**What to work on:** The response should be the data again, identical in every line.

**Provided data:**
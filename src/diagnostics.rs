use std::time::Duration;
use log::{error, info, warn};
use reqwest::Client;
use crate::errors::UnrecoverableError;
use crate::manager_telegram::Telegram;

/// Checks token, bot identity, webhook registration and reachability of the webhook host
///
/// Problems are logged rather than returned, so that every check gets to run.
///
/// # Arguments
///
/// * 'telegram' - Telegram client
/// * 'token' - the bot token, only ever logged masked
pub async fn run_diagnostics(telegram: &Telegram, token: &str) {
    info!("token: {} ({} characters)", mask_token(token), token.chars().count());

    match telegram.get_me().await {
        Ok(me) => info!("bot connected: @{} (id {}, name {})",
                        me.user.username.clone().unwrap_or_default(), me.user.id.0, me.user.first_name),
        Err(e) => error!("failed to reach Telegram: {}", e),
    }

    let webhook_url = match telegram.get_webhook_info().await {
        Ok(info) => {
            info!("pending updates: {}", info.pending_update_count);
            if let Some(message) = info.last_error_message {
                warn!("last webhook error: {}", message);
            }
            match info.url {
                Some(url) => {
                    info!("webhook is set to {}", url.as_str().replace(token, "<token>"));
                    Some(url.to_string())
                },
                None => {
                    warn!("webhook is not set, updates can only be polled");
                    None
                }
            }
        },
        Err(e) => {
            error!("failed to get webhook info: {}", e);
            None
        }
    };

    if let Some(url) = webhook_url {
        check_host(&webhook_base(&url, token)).await;
    }
}

/// Registers the webhook at the public url and reads it back to verify it
///
/// # Arguments
///
/// * 'telegram' - Telegram client
/// * 'token' - the bot token
/// * 'public_url' - public host (with or without scheme) the webhook server is reached at
/// * 'secret' - optional webhook secret token
pub async fn register_webhook(telegram: &Telegram, token: &str, public_url: &str, secret: Option<&str>)
    -> Result<(), UnrecoverableError> {
    let url = webhook_url(public_url, token);
    let masked = url.replace(token, "<token>");

    telegram.set_webhook(&url, secret).await?;

    let registered = telegram.get_webhook_info().await?
        .url
        .map(|u| u.to_string())
        .unwrap_or_default();
    if registered != url {
        return Err(UnrecoverableError(format!("webhook mismatch, expected {} but Telegram has {}",
                                              masked, registered.replace(token, "<token>"))));
    }

    info!("webhook set to {}", masked);
    Ok(())
}

/// Webhook url for a public host, https unless a scheme is given
///
/// # Arguments
///
/// * 'public_url' - public host, e.g. meghdoot.up.railway.app
/// * 'token' - the bot token
pub fn webhook_url(public_url: &str, token: &str) -> String {
    let base = public_url.trim_end_matches('/');
    if base.starts_with("http://") || base.starts_with("https://") {
        format!("{}/{}", base, token)
    } else {
        format!("https://{}/{}", base, token)
    }
}

async fn check_host(base_url: &str) {
    let client = match Client::builder().timeout(Duration::from_secs(10)).build() {
        Ok(client) => client,
        Err(e) => {
            error!("failed to create http client: {}", e);
            return;
        }
    };

    match client.get(base_url).send().await {
        Ok(resp) if resp.status().is_success() => {
            let body = resp.text().await.unwrap_or_default();
            info!("{} is responding: {}", base_url, body.chars().take(100).collect::<String>());
        },
        Ok(resp) => error!("{} returned status {}", base_url, resp.status()),
        Err(e) => error!("cannot reach {}: {}", base_url, e),
    }
}

fn webhook_base(url: &str, token: &str) -> String {
    url.split(&format!("/{}", token))
        .next()
        .unwrap_or(url)
        .to_string()
}

/// First 10 and last 5 characters of the token
fn mask_token(token: &str) -> String {
    let chars: Vec<char> = token.chars().collect();
    if chars.len() <= 15 {
        return "*".repeat(chars.len());
    }

    let head: String = chars[..10].iter().collect();
    let tail: String = chars[chars.len() - 5..].iter().collect();
    format!("{}...{}", head, tail)
}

**Result for this exercise:**
filename src/diagnostics.rs
use std::time::Duration;
use log::{error, info, warn};
use reqwest::Client;
use crate::errors::UnrecoverableError;
use crate::manager_telegram::Telegram;

/// Checks token, bot identity, webhook registration and reachability of the webhook host
///
/// Problems are logged rather than returned, so that every check gets to run.
///
/// # Arguments
///
/// * 'telegram' - Telegram client
/// * 'token' - the bot token, only ever logged masked
pub async fn run_diagnostics(telegram: &Telegram, token: &str) {
    info!("token: {} ({} characters)", mask_token(token), token.chars().count());

    match telegram.get_me().await {
        Ok(me) => info!("bot connected: @{} (id {}, name {})",
                        me.user.username.clone().unwrap_or_default(), me.user.id.0, me.user.first_name),
        Err(e) => error!("failed to reach Telegram: {}", e),
    }

    let webhook_url = match telegram.get_webhook_info().await {
        Ok(info) => {
            info!("pending updates: {}", info.pending_update_count);
            if let Some(message) = info.last_error_message {
                warn!("last webhook error: {}", message);
            }
            match info.url {
                Some(url) => {
                    info!("webhook is set to {}", url.as_str().replace(token, "<token>"));
                    Some(url.to_string())
                },
                None => {
                    warn!("webhook is not set, updates can only be polled");
                    None
                }
            }
        },
        Err(e) => {
            error!("failed to get webhook info: {}", e);
            None
        }
    };

    if let Some(url) = webhook_url {
        check_host(&webhook_base(&url, token)).await;
    }
}

/// Registers the webhook at the public url and reads it back to verify it
///
/// # Arguments
///
/// * 'telegram' - Telegram client
/// * 'token' - the bot token
/// * 'public_url' - public host (with or without scheme) the webhook server is reached at
/// * 'secret' - optional webhook secret token
pub async fn register_webhook(telegram: &Telegram, token: &str, public_url: &str, secret: Option<&str>)
    -> Result<(), UnrecoverableError> {
    let url = webhook_url(public_url, token);
    let masked = url.replace(token, "<token>");

    telegram.set_webhook(&url, secret).await?;

    let registered = telegram.get_webhook_info().await?
        .url
        .map(|u| u.to_string())
        .unwrap_or_default();
    if registered != url {
        return Err(UnrecoverableError(format!("webhook mismatch, expected {} but Telegram has {}",
                                              masked, registered.replace(token, "<token>"))));
    }

    info!("webhook set to {}", masked);
    Ok(())
}

/// Webhook url for a public host, https unless a scheme is given
///
/// # Arguments
///
/// * 'public_url' - public host, e.g. meghdoot.up.railway.app
/// * 'token' - the bot token
pub fn webhook_url(public_url: &str, token: &str) -> String {
    let base = public_url.trim_end_matches('/');
    if base.starts_with("http://") || base.starts_with("https://") {
        format!("{}/{}", base, token)
    } else {
        format!("https://{}/{}", base, token)
    }
}

async fn check_host(base_url: &str) {
    let client = match Client::builder().timeout(Duration::from_secs(10)).build() {
        Ok(client) => client,
        Err(e) => {
            error!("failed to create http client: {}", e);
            return;
        }
    };

    match client.get(base_url).send().await {
        Ok(resp) if resp.status().is_success() => {
            let body = resp.text().await.unwrap_or_default();
            info!("{} is responding: {}", base_url, body.chars().take(100).collect::<String>());
        },
        Ok(resp) => error!("{} returned status {}", base_url, resp.status()),
        Err(e) => error!("cannot reach {}: {}", base_url, e),
    }
}

fn webhook_base(url: &str, token: &str) -> String {
    url.split(&format!("/{}", token))
        .next()
        .unwrap_or(url)
        .to_string()
}

/// First 10 and last 5 characters of the token
fn mask_token(token: &str) -> String {
    let chars: Vec<char> = token.chars().collect();
    if chars.len() <= 15 {
        return "*".repeat(chars.len());
    }

    let head: String = chars[..10].iter().collect();
    let tail: String = chars[chars.len() - 5..].iter().collect();
    format!("{}...{}", head, tail)
}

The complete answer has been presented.